Le sale operatorie erano chiuse eppure ha scelto di lasciare la famiglia, trasferirsi di regione per dare una mano ai colleghi in PS. Avrebbe potuto aspettare che passasse la bufera a casa sua, invece…
A inizio pandemia ho cominciato a intravedere la chiusura delle sale operatorie nell’ospedale bolognese dove prestavo servizio come cardiochirurgo; dopo essermi reso conto della tragedia umana che stavamo attraversando ho deciso passare tra i medici in prima linea che prestavano soccorso ai pazienti covid. Una esperienza che dal punto di vista umano e professionale non dimenticherò mai. Ho lasciato la famiglia per oltre due mesi, con la paura di non tornare più a casa.
Oggi il pronto soccorso è?
La fase critica della pandemia a mio avviso non è ancora passata. Viviamo sì un periodo al di fuori dell’emergenza che ha però messo in ginocchio tutto il sistema sanitario; adesso siamo immersi in una urgenza continua: tra le sequele e i postumi lasciati dalla pandemia sui pazienti che ne sono stati colpiti oltre che dalle problematiche connesse ad altre patologie che per due anni sono rimaste – per così dire – in incubazione. Tra le tante, le patologie cardiovascolari per le quali si attende un aumento della mortalità e morbilità nei prossimi anni. Situazione, questa già critica, visto che prima della pandemia i decessi legati alle patologie cardiovascolari in Italia erano circa 250 mila ogni anno.
Oggi mancano quasi 5mila medici solo in PS. In questi primi sei mesi se ne sono dimessi cento ogni trenta giorni. In 9 strutture su 10 almeno un medico manifesta l’intenzione di abbandonare entro un anno. Perchè i PS sono così deficitari?
La mancanza di medici in PS deriva dallo stress psico fisico cronico cui sono stati sottoposti durante il periodo COVID e per il continuo sovraccarico di lavoro che ancora affrontano giornalmente, tutto questo poi trova l’imbuto strutturale per la mancanza ormai da anni di posti letto. I pazienti sono costretti ad “albergare” a lungo nei PS. Le drammatiche cronache di questi giorni raccontano lo stato dei fatti.

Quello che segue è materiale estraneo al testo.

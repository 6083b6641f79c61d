use alloc::alloc::Layout;
use alloc::alloc::alloc_zeroed;
use alloc::alloc::dealloc;
use alloc::alloc::handle_alloc_error;
use alloc::alloc::realloc;
use core::fmt::Debug;
use core::marker::PhantomData;
use core::ptr;
use core::ptr::NonNull;

use crate::group::Group;

/// Arrays start on a cache line so a group never straddles more lines than
/// its size requires.
const ARRAY_ALIGN: usize = 64;

fn layout_for<T>(exponent: u8) -> Layout {
    let len = 1usize
        .checked_shl(u32::from(exponent))
        .expect("capacity overflow");
    Layout::array::<Group<T>>(len)
        .and_then(|layout| layout.align_to(ARRAY_ALIGN))
        .expect("capacity overflow")
}

/// A power-of-two sized, zero-initialized array of groups.
///
/// The array only ever grows, one doubling at a time, and splits every group
/// across the old and new halves as it does so.
pub(crate) struct GroupArray<T> {
    ptr: NonNull<Group<T>>,
    exponent: u8,
    _marker: PhantomData<Group<T>>,
}

// SAFETY: The array uniquely owns its groups, so it is as thread-safe as the
// values it stores.
unsafe impl<T: Send> Send for GroupArray<T> {}
// SAFETY: Shared access only hands out shared references to values.
unsafe impl<T: Sync> Sync for GroupArray<T> {}

impl<T> GroupArray<T> {
    /// Allocates `2^exponent` empty groups.
    pub(crate) fn new(exponent: u8) -> Self {
        let layout = layout_for::<T>(exponent);
        // SAFETY: A group is never zero-sized, and `layout` holds at least one.
        let raw = unsafe { alloc_zeroed(layout) };
        let Some(ptr) = NonNull::new(raw.cast::<Group<T>>()) else {
            handle_alloc_error(layout)
        };

        Self {
            ptr,
            exponent,
            _marker: PhantomData,
        }
    }

    #[inline(always)]
    pub(crate) fn len(&self) -> usize {
        1 << self.exponent
    }

    #[inline(always)]
    pub(crate) fn mask(&self) -> usize {
        self.len() - 1
    }

    #[inline(always)]
    pub(crate) fn exponent(&self) -> u8 {
        self.exponent
    }

    #[inline(always)]
    pub(crate) fn groups(&self) -> &[Group<T>] {
        // SAFETY: `ptr` points to `len()` initialized groups.
        unsafe { core::slice::from_raw_parts(self.ptr.as_ptr(), self.len()) }
    }

    #[inline(always)]
    pub(crate) fn groups_mut(&mut self) -> &mut [Group<T>] {
        // SAFETY: `ptr` points to `len()` initialized groups, and `&mut self`
        // guarantees exclusive access.
        unsafe { core::slice::from_raw_parts_mut(self.ptr.as_ptr(), self.len()) }
    }

    /// # Safety
    ///
    /// The caller must ensure `index < self.len()`.
    #[inline(always)]
    pub(crate) unsafe fn group_unchecked(&self, index: usize) -> &Group<T> {
        debug_assert!(index < self.len());
        // SAFETY: Caller ensures `index` is in bounds.
        unsafe { &*self.ptr.as_ptr().add(index) }
    }

    /// # Safety
    ///
    /// The caller must ensure `index < self.len()`.
    #[inline(always)]
    pub(crate) unsafe fn group_unchecked_mut(&mut self, index: usize) -> &mut Group<T> {
        debug_assert!(index < self.len());
        // SAFETY: Caller ensures `index` is in bounds.
        unsafe { &mut *self.ptr.as_ptr().add(index) }
    }

    /// Doubles the array in place.
    ///
    /// Group `i` keeps the values whose tag does not contain `decision_mask`;
    /// the others move to group `i + old_len`.
    pub(crate) fn grow(&mut self, decision_mask: u8) {
        let old_len = self.len();
        let old_layout = layout_for::<T>(self.exponent);
        let new_exponent = self.exponent.checked_add(1).expect("capacity overflow");
        let new_layout = layout_for::<T>(new_exponent);

        // SAFETY: `ptr` was allocated with `old_layout`, and `new_layout` has the
        // same alignment and a larger, non-zero size that was already checked
        // not to overflow.
        let raw = unsafe {
            realloc(
                self.ptr.as_ptr().cast::<u8>(),
                old_layout,
                new_layout.size(),
            )
        };
        let Some(ptr) = NonNull::new(raw.cast::<Group<T>>()) else {
            handle_alloc_error(new_layout)
        };

        // SAFETY: The new block holds `2 * old_len` groups. The lower half was
        // moved bitwise by `realloc`, which is a valid move for any `T`. The
        // upper half is uninitialized and becomes empty groups once zeroed.
        unsafe {
            ptr::write_bytes(ptr.as_ptr().add(old_len), 0, old_len);
        }
        self.ptr = ptr;
        self.exponent = new_exponent;

        let (lower, upper) = self.groups_mut().split_at_mut(old_len);
        for (low, high) in lower.iter_mut().zip(upper) {
            low.split_into(high, decision_mask);
        }
    }

    /// Drops every value while keeping the allocation.
    pub(crate) fn clear(&mut self) {
        for group in self.groups_mut() {
            group.clear();
        }
    }
}

impl<T: Clone> Clone for GroupArray<T> {
    fn clone(&self) -> Self {
        let mut array = Self::new(self.exponent);
        for (dst, src) in array.groups_mut().iter_mut().zip(self.groups()) {
            dst.extend_cloned(src);
        }
        array
    }
}

impl<T> Drop for GroupArray<T> {
    fn drop(&mut self) {
        let layout = layout_for::<T>(self.exponent);
        // SAFETY: Every group is initialized and dropped exactly once, then the
        // block is freed with the layout it was allocated with.
        unsafe {
            ptr::drop_in_place(self.groups_mut() as *mut [Group<T>]);
            dealloc(self.ptr.as_ptr().cast::<u8>(), layout);
        }
    }
}

impl<T> Debug for GroupArray<T> {
    fn fmt(&self, f: &mut core::fmt::Formatter<'_>) -> core::fmt::Result {
        f.debug_list().entries(self.groups()).finish()
    }
}
//! Double-buffered state store for evacuation visualization.
//!
//! The host's simulation loop pushes one [`StateUpdate`] per tick; its
//! render loop reads through [`Frame`] point queries many times per
//! drawn frame. [`StateBuffer`] keeps two complete state banks and
//! publishes by swapping them, so a reader never observes a
//! half-written tick.
//!
//! ```text
//! StateBuffer
//! ├── StateBank A  ←─── staging (even generations) / published (odd)
//! ├── StateBank B  ←─── published (even generations) / staging (odd)
//! ├── GridDims + agent count (fixed at construction)
//! └── Generation (publish counter)
//! ```
//!
//! The lifecycle per tick is:
//! 1. `apply(update)` — validate all lengths, overwrite the staging
//!    bank, swap banks, advance the generation
//! 2. `frame()` — borrow the published bank for point queries
//!
//! Both banks are allocated at construction; the update path never
//! allocates or frees.

#![deny(missing_docs)]
#![deny(rustdoc::broken_intra_doc_links)]
#![forbid(unsafe_code)]

mod bank;
pub mod buffer;
pub mod config;
pub mod frame;

// Public re-exports for the primary API surface.
pub use buffer::{StateBuffer, StateUpdate};
pub use config::{BufferConfig, BufferShape, ConfigError};
pub use frame::{Frame, OwnedFrame};
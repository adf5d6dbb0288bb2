//! Buffer configuration, validation, and error types.
//!
//! [`BufferConfig`] carries the raw dimensions a host supplies, signed
//! the way they arrive across a C boundary. [`BufferConfig::validate`]
//! checks them and converts to the unsigned internal [`BufferShape`]
//! exactly once; everything downstream works with the validated shape.

use std::error::Error;
use std::fmt;

use egress_core::GridDims;

// ── ConfigError ────────────────────────────────────────────────────

/// Errors detected during [`BufferConfig::validate()`].
#[derive(Clone, Debug, PartialEq, Eq)]
pub enum ConfigError {
    /// Grid width is zero or negative.
    NonPositiveWidth {
        /// The rejected value.
        value: i32,
    },
    /// Grid height is zero or negative.
    NonPositiveHeight {
        /// The rejected value.
        value: i32,
    },
    /// Agent count is negative.
    NegativeAgentCount {
        /// The rejected value.
        value: i32,
    },
    /// `width * height` exceeds `u32::MAX` cells.
    CellCountOverflow {
        /// The value that overflowed.
        value: usize,
    },
}

impl fmt::Display for ConfigError {
    fn fmt(&self, f: &mut fmt::Formatter<'_>) -> fmt::Result {
        match self {
            Self::NonPositiveWidth { value } => {
                write!(f, "grid width must be positive, got {value}")
            }
            Self::NonPositiveHeight { value } => {
                write!(f, "grid height must be positive, got {value}")
            }
            Self::NegativeAgentCount { value } => {
                write!(f, "agent count must be non-negative, got {value}")
            }
            Self::CellCountOverflow { value } => {
                write!(f, "cell count {value} exceeds u32::MAX")
            }
        }
    }
}

impl Error for ConfigError {}

// ── BufferConfig ───────────────────────────────────────────────────

/// Configuration for a [`StateBuffer`](crate::StateBuffer).
///
/// Fields are signed because this is what hosts naturally pass across
/// the C boundary; negative and zero values are caught by
/// [`BufferConfig::validate`] rather than trusted.
#[derive(Clone, Copy, Debug, PartialEq, Eq)]
pub struct BufferConfig {
    /// Congestion grid width in cells.
    pub width: i32,
    /// Congestion grid height in cells.
    pub height: i32,
    /// Number of agents tracked by the buffer. Zero is valid.
    pub agent_count: i32,
}

impl BufferConfig {
    /// Create a configuration. Validation happens in
    /// [`BufferConfig::validate`], not here.
    pub fn new(width: i32, height: i32, agent_count: i32) -> Self {
        Self {
            width,
            height,
            agent_count,
        }
    }

    /// Validate all structural invariants and convert to the internal
    /// shape.
    ///
    /// Checks, in order: width positive, height positive, agent count
    /// non-negative, total cell count fits in `u32`.
    pub fn validate(&self) -> Result<BufferShape, ConfigError> {
        if self.width <= 0 {
            return Err(ConfigError::NonPositiveWidth { value: self.width });
        }
        if self.height <= 0 {
            return Err(ConfigError::NonPositiveHeight { value: self.height });
        }
        if self.agent_count < 0 {
            return Err(ConfigError::NegativeAgentCount {
                value: self.agent_count,
            });
        }
        let dims = GridDims::new(self.width as u32, self.height as u32);
        if u32::try_from(dims.cell_count()).is_err() {
            return Err(ConfigError::CellCountOverflow {
                value: dims.cell_count(),
            });
        }
        Ok(BufferShape {
            dims,
            agent_count: self.agent_count as usize,
        })
    }
}

/// The validated internal shape of a buffer.
///
/// Produced only by [`BufferConfig::validate`]; holding one is proof
/// that the dimensions passed validation.
#[derive(Clone, Copy, Debug, PartialEq, Eq)]
pub struct BufferShape {
    /// Congestion grid dimensions.
    pub dims: GridDims,
    /// Number of agents.
    pub agent_count: usize,
}

#[cfg(test)]
mod tests {
    use super::*;

    #[test]
    fn validate_valid_config_succeeds() {
        let shape = BufferConfig::new(10, 10, 3).validate().unwrap();
        assert_eq!(shape.dims, GridDims::new(10, 10));
        assert_eq!(shape.agent_count, 3);
    }

    #[test]
    fn validate_zero_agents_succeeds() {
        let shape = BufferConfig::new(4, 4, 0).validate().unwrap();
        assert_eq!(shape.agent_count, 0);
    }

    #[test]
    fn validate_zero_width_fails() {
        match BufferConfig::new(0, 10, 3).validate() {
            Err(ConfigError::NonPositiveWidth { value: 0 }) => {}
            other => panic!("expected NonPositiveWidth, got {other:?}"),
        }
    }

    #[test]
    fn validate_negative_width_fails() {
        match BufferConfig::new(-5, 10, 3).validate() {
            Err(ConfigError::NonPositiveWidth { value: -5 }) => {}
            other => panic!("expected NonPositiveWidth, got {other:?}"),
        }
    }

    #[test]
    fn validate_zero_height_fails() {
        match BufferConfig::new(10, 0, 3).validate() {
            Err(ConfigError::NonPositiveHeight { value: 0 }) => {}
            other => panic!("expected NonPositiveHeight, got {other:?}"),
        }
    }

    #[test]
    fn validate_negative_agent_count_fails() {
        match BufferConfig::new(10, 10, -1).validate() {
            Err(ConfigError::NegativeAgentCount { value: -1 }) => {}
            other => panic!("expected NegativeAgentCount, got {other:?}"),
        }
    }

    #[test]
    fn validate_cell_count_overflow_fails() {
        // 100_000 * 100_000 = 1e10 cells, above u32::MAX.
        match BufferConfig::new(100_000, 100_000, 0).validate() {
            Err(ConfigError::CellCountOverflow { value }) => {
                assert_eq!(value, 10_000_000_000);
            }
            other => panic!("expected CellCountOverflow, got {other:?}"),
        }
    }

    #[test]
    fn validate_width_checked_before_height() {
        // Both invalid: the width error wins.
        match BufferConfig::new(0, 0, -1).validate() {
            Err(ConfigError::NonPositiveWidth { .. }) => {}
            other => panic!("expected NonPositiveWidth, got {other:?}"),
        }
    }

    #[test]
    fn config_error_display_names_the_value() {
        let err = ConfigError::NegativeAgentCount { value: -7 };
        let msg = format!("{err}");
        assert!(msg.contains("agent count"));
        assert!(msg.contains("-7"));
    }
}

Argomento anziani: sempre più longevi ma sempre più soli
L’Italia è il paese, in Europa, dove l’età media della vita è la fra le più alte. Ma anche qui non siamo pronti. Avere una popolazione di anziani non sempre andrebbe vissuto solo come un vanto perché bisogna invecchiare bene e non come vegetali abbandonati a se stessi dal sistema, dalla società e dalle famiglie. Se ci fosse a monte un sistema sanitario di prevenzione sicuramente avremmo qualche problema in meno. Gli anziani non più autonomi rischiano un drammatico abbandono: i familiari non c’è la fanno a gestirli e li “parcheggiano” in PS, anche se non hanno bisogno di cure, nella speranza che possano essere ricoverati. La conseguenza è facilmente immaginabile.
Papa Francesco con riferimento al “magistero della fragilità” ha dichiarato come “l’emarginazione della vecchiaia corrompa tutte le stagioni della vita”.
E’ vero, l’educazione alla fragilità dell’anziano va formata dall’infanzia, da quando siamo bambini. In questo senso sì coinvolge tutte le stagioni della vita umana.
Attacchi di panico, paure, profonde crisi esistenziali ma anche economiche e familiari; quante di queste storie arrivano in PS?
Sono all’ordine del giorno. In PS arriva di tutto, aggravando e intasando le dinamiche di soccorso. Sempre più spesso riscontro problematiche di persone afflitte da crisi sociale ed esistenziale che dovrebbero essere seguite sul territorio da ambulatori dedicati. Purtroppo quest’ultimi sono pochi sul territorio e funzionano anche male, per poche ore al giorno.
Per tutto ciò però dovrebbe esserci un sistema sociale e voi dovreste occuparvi di curare i problemi medico-sanitari più che quelli esistenziali…
Il medico di PS, ma non solo, io direi tutti i medici, a prescindere dalla specialità, dovrebbero curare e dare un conforto psicologico a tutti i pazienti, tenendo presente che il più delle volte i pazienti non hanno bisogno di farmaci per risolvere i loro problemi. Alla base hanno bisogno di umanità: andrebbe istituita una specifica materia: l’umanizzazione delle cure.
Dal suo punto di osservazione possiamo pensare di aver “scollinato” con la pandemia?
La pandemia è stata una vera e propria emergenza sanitaria. Il periodo attuale è di urgenza continua. La differenza fra emergenza e urgenza non è così netta. Da un momento all’altro si può passare da una fase all’altra con le conseguenze che sono state sotto gli occhi di tutti. Sempre.